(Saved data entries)
········
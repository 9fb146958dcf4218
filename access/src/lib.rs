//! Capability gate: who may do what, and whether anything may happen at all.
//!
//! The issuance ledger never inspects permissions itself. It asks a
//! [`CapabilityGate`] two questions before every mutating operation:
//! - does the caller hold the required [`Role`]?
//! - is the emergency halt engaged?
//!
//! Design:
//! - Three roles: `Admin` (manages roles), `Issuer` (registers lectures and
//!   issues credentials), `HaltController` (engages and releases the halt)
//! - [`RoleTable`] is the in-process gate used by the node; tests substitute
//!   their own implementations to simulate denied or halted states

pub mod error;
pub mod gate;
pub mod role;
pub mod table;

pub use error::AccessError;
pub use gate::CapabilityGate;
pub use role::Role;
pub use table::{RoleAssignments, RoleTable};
········
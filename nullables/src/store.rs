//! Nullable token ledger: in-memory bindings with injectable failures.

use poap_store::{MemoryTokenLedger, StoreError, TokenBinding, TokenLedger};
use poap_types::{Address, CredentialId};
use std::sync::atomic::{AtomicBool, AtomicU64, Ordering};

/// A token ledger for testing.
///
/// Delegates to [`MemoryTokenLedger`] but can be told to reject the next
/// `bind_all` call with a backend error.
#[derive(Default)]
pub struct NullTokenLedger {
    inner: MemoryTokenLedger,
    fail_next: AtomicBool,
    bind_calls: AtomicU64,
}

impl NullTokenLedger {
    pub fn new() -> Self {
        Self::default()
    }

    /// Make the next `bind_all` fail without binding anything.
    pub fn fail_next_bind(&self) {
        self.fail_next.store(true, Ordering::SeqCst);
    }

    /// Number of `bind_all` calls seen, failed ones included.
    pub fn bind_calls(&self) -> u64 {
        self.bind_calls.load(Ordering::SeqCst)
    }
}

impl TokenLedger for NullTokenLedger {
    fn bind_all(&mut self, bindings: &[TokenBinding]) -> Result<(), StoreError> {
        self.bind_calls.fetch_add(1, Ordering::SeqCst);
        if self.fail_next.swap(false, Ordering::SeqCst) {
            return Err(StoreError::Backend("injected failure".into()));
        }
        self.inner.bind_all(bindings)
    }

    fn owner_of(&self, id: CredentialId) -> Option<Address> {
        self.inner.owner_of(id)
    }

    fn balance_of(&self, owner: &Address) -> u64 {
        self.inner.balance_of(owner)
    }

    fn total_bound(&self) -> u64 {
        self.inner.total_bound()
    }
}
········
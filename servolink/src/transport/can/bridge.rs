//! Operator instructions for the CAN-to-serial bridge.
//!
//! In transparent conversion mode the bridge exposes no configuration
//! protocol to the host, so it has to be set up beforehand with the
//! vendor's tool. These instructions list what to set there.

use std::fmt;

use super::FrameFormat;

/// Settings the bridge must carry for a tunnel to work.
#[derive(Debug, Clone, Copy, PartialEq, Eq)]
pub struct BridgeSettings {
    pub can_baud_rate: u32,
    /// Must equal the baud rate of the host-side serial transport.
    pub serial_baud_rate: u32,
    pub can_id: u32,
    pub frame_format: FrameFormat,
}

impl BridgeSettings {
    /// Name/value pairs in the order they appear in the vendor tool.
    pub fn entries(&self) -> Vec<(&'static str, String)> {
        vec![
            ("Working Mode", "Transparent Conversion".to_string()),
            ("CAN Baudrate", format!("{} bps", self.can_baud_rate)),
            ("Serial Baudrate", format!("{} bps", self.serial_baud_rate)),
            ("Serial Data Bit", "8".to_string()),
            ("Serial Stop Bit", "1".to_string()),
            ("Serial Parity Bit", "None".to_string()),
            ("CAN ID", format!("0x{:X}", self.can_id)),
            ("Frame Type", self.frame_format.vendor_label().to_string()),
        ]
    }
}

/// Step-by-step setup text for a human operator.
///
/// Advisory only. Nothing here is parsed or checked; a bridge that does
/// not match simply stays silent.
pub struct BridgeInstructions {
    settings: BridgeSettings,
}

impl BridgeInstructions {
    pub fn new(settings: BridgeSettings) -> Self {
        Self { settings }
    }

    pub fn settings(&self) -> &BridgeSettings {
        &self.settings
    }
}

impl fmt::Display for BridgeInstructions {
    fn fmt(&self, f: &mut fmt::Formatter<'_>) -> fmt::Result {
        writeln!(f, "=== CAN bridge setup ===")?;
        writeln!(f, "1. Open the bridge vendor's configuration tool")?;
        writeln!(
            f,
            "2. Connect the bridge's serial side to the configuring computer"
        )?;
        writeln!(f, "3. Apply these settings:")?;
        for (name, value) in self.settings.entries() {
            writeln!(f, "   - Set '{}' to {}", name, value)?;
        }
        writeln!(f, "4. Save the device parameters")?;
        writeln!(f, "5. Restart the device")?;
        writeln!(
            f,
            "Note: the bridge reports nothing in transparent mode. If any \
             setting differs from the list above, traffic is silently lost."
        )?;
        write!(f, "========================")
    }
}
········
Note each line of the entries that has "does" in it, and copy those lines.

Response below:
//! - does the caller hold the required [`Role`]?
/// Advisory only. Nothing here is parsed or checked; a bridge that does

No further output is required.